### Directions for this task
Whatever appears in the listing, return all of it exactly.

### Supplied material
== Segment start ==
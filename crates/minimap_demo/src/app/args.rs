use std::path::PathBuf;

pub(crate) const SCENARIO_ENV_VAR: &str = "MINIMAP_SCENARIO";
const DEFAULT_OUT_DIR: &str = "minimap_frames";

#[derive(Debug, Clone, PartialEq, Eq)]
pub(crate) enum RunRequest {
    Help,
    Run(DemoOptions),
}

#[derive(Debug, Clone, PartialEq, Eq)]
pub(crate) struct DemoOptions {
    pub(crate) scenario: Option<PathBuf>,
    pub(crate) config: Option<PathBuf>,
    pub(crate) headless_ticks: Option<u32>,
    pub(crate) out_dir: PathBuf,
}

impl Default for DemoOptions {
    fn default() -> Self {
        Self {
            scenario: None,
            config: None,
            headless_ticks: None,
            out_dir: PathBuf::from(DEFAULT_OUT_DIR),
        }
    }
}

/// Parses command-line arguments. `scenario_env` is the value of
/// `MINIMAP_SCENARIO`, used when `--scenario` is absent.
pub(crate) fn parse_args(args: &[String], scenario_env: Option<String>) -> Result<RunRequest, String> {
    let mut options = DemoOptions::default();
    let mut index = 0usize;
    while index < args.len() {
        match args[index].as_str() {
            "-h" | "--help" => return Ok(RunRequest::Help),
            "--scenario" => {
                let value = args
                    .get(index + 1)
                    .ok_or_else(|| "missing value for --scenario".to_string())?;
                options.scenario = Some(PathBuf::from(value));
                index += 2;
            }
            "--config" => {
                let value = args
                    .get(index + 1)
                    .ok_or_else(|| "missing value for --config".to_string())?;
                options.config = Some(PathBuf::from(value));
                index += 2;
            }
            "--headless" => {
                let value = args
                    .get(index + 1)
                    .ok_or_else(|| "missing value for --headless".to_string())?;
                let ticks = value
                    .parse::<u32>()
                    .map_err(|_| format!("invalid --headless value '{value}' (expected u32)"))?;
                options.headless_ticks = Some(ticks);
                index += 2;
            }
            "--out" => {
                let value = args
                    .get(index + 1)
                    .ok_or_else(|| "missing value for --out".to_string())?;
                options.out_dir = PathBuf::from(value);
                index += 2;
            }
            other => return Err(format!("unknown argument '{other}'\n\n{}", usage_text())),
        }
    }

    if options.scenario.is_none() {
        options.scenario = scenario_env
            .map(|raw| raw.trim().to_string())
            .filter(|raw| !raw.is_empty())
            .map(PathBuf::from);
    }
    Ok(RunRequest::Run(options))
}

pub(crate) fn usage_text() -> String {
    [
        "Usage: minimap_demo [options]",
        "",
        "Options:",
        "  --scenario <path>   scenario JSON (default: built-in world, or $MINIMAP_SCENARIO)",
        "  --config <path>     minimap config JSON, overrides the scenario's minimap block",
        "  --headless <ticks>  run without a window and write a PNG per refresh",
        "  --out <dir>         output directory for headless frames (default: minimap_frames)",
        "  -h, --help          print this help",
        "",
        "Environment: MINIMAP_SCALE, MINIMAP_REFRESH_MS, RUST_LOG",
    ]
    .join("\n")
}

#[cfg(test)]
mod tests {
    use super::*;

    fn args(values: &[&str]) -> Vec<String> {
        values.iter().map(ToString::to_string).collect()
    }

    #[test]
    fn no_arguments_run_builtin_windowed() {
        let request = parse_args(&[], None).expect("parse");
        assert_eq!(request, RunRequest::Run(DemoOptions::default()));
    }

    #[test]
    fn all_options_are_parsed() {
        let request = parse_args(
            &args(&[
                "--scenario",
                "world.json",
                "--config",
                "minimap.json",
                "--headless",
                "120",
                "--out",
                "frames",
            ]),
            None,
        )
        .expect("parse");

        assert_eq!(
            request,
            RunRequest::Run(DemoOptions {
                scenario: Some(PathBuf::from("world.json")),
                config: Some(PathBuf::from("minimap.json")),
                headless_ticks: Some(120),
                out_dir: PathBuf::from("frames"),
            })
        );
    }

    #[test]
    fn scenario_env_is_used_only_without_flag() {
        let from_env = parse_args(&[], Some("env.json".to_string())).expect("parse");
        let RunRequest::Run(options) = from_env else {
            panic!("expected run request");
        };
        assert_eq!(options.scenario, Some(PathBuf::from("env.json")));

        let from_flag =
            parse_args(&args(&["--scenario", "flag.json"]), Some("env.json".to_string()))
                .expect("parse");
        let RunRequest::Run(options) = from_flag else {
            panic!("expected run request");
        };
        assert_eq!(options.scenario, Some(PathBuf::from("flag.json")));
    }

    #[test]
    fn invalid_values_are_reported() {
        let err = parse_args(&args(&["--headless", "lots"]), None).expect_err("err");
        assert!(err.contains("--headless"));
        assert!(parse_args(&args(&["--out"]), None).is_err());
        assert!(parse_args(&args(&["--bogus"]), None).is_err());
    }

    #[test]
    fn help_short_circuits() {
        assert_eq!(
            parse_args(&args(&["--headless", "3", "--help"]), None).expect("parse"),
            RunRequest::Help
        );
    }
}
== Segment end ==
### Result of the exercise
filename crates/minimap_demo/src/app/args.rs
use std::path::PathBuf;

pub(crate) const SCENARIO_ENV_VAR: &str = "MINIMAP_SCENARIO";
const DEFAULT_OUT_DIR: &str = "minimap_frames";

#[derive(Debug, Clone, PartialEq, Eq)]
pub(crate) enum RunRequest {
    Help,
    Run(DemoOptions),
}

#[derive(Debug, Clone, PartialEq, Eq)]
pub(crate) struct DemoOptions {
    pub(crate) scenario: Option<PathBuf>,
    pub(crate) config: Option<PathBuf>,
    pub(crate) headless_ticks: Option<u32>,
    pub(crate) out_dir: PathBuf,
}

impl Default for DemoOptions {
    fn default() -> Self {
        Self {
            scenario: None,
            config: None,
            headless_ticks: None,
            out_dir: PathBuf::from(DEFAULT_OUT_DIR),
        }
    }
}

/// Parses command-line arguments. `scenario_env` is the value of
/// `MINIMAP_SCENARIO`, used when `--scenario` is absent.
pub(crate) fn parse_args(args: &[String], scenario_env: Option<String>) -> Result<RunRequest, String> {
    let mut options = DemoOptions::default();
    let mut index = 0usize;
    while index < args.len() {
        match args[index].as_str() {
            "-h" | "--help" => return Ok(RunRequest::Help),
            "--scenario" => {
                let value = args
                    .get(index + 1)
                    .ok_or_else(|| "missing value for --scenario".to_string())?;
                options.scenario = Some(PathBuf::from(value));
                index += 2;
            }
            "--config" => {
                let value = args
                    .get(index + 1)
                    .ok_or_else(|| "missing value for --config".to_string())?;
                options.config = Some(PathBuf::from(value));
                index += 2;
            }
            "--headless" => {
                let value = args
                    .get(index + 1)
                    .ok_or_else(|| "missing value for --headless".to_string())?;
                let ticks = value
                    .parse::<u32>()
                    .map_err(|_| format!("invalid --headless value '{value}' (expected u32)"))?;
                options.headless_ticks = Some(ticks);
                index += 2;
            }
            "--out" => {
                let value = args
                    .get(index + 1)
                    .ok_or_else(|| "missing value for --out".to_string())?;
                options.out_dir = PathBuf::from(value);
                index += 2;
            }
            other => return Err(format!("unknown argument '{other}'\n\n{}", usage_text())),
        }
    }

    if options.scenario.is_none() {
        options.scenario = scenario_env
            .map(|raw| raw.trim().to_string())
            .filter(|raw| !raw.is_empty())
            .map(PathBuf::from);
    }
    Ok(RunRequest::Run(options))
}

pub(crate) fn usage_text() -> String {
    [
        "Usage: minimap_demo [options]",
        "",
        "Options:",
        "  --scenario <path>   scenario JSON (default: built-in world, or $MINIMAP_SCENARIO)",
        "  --config <path>     minimap config JSON, overrides the scenario's minimap block",
        "  --headless <ticks>  run without a window and write a PNG per refresh",
        "  --out <dir>         output directory for headless frames (default: minimap_frames)",
        "  -h, --help          print this help",
        "",
        "Environment: MINIMAP_SCALE, MINIMAP_REFRESH_MS, RUST_LOG",
    ]
    .join("\n")
}

#[cfg(test)]
mod tests {
    use super::*;

    fn args(values: &[&str]) -> Vec<String> {
        values.iter().map(ToString::to_string).collect()
    }

    #[test]
    fn no_arguments_run_builtin_windowed() {
        let request = parse_args(&[], None).expect("parse");
        assert_eq!(request, RunRequest::Run(DemoOptions::default()));
    }

    #[test]
    fn all_options_are_parsed() {
        let request = parse_args(
            &args(&[
                "--scenario",
                "world.json",
                "--config",
                "minimap.json",
                "--headless",
                "120",
                "--out",
                "frames",
            ]),
            None,
        )
        .expect("parse");

        assert_eq!(
            request,
            RunRequest::Run(DemoOptions {
                scenario: Some(PathBuf::from("world.json")),
                config: Some(PathBuf::from("minimap.json")),
                headless_ticks: Some(120),
                out_dir: PathBuf::from("frames"),
            })
        );
    }

    #[test]
    fn scenario_env_is_used_only_without_flag() {
        let from_env = parse_args(&[], Some("env.json".to_string())).expect("parse");
        let RunRequest::Run(options) = from_env else {
            panic!("expected run request");
        };
        assert_eq!(options.scenario, Some(PathBuf::from("env.json")));

        let from_flag =
            parse_args(&args(&["--scenario", "flag.json"]), Some("env.json".to_string()))
                .expect("parse");
        let RunRequest::Run(options) = from_flag else {
            panic!("expected run request");
        };
        assert_eq!(options.scenario, Some(PathBuf::from("flag.json")));
    }

    #[test]
    fn invalid_values_are_reported() {
        let err = parse_args(&args(&["--headless", "lots"]), None).expect_err("err");
        assert!(err.contains("--headless"));
        assert!(parse_args(&args(&["--out"]), None).is_err());
        assert!(parse_args(&args(&["--bogus"]), None).is_err());
    }

    #[test]
    fn help_short_circuits() {
        assert_eq!(
            parse_args(&args(&["--headless", "3", "--help"]), None).expect("parse"),
            RunRequest::Help
        );
    }
}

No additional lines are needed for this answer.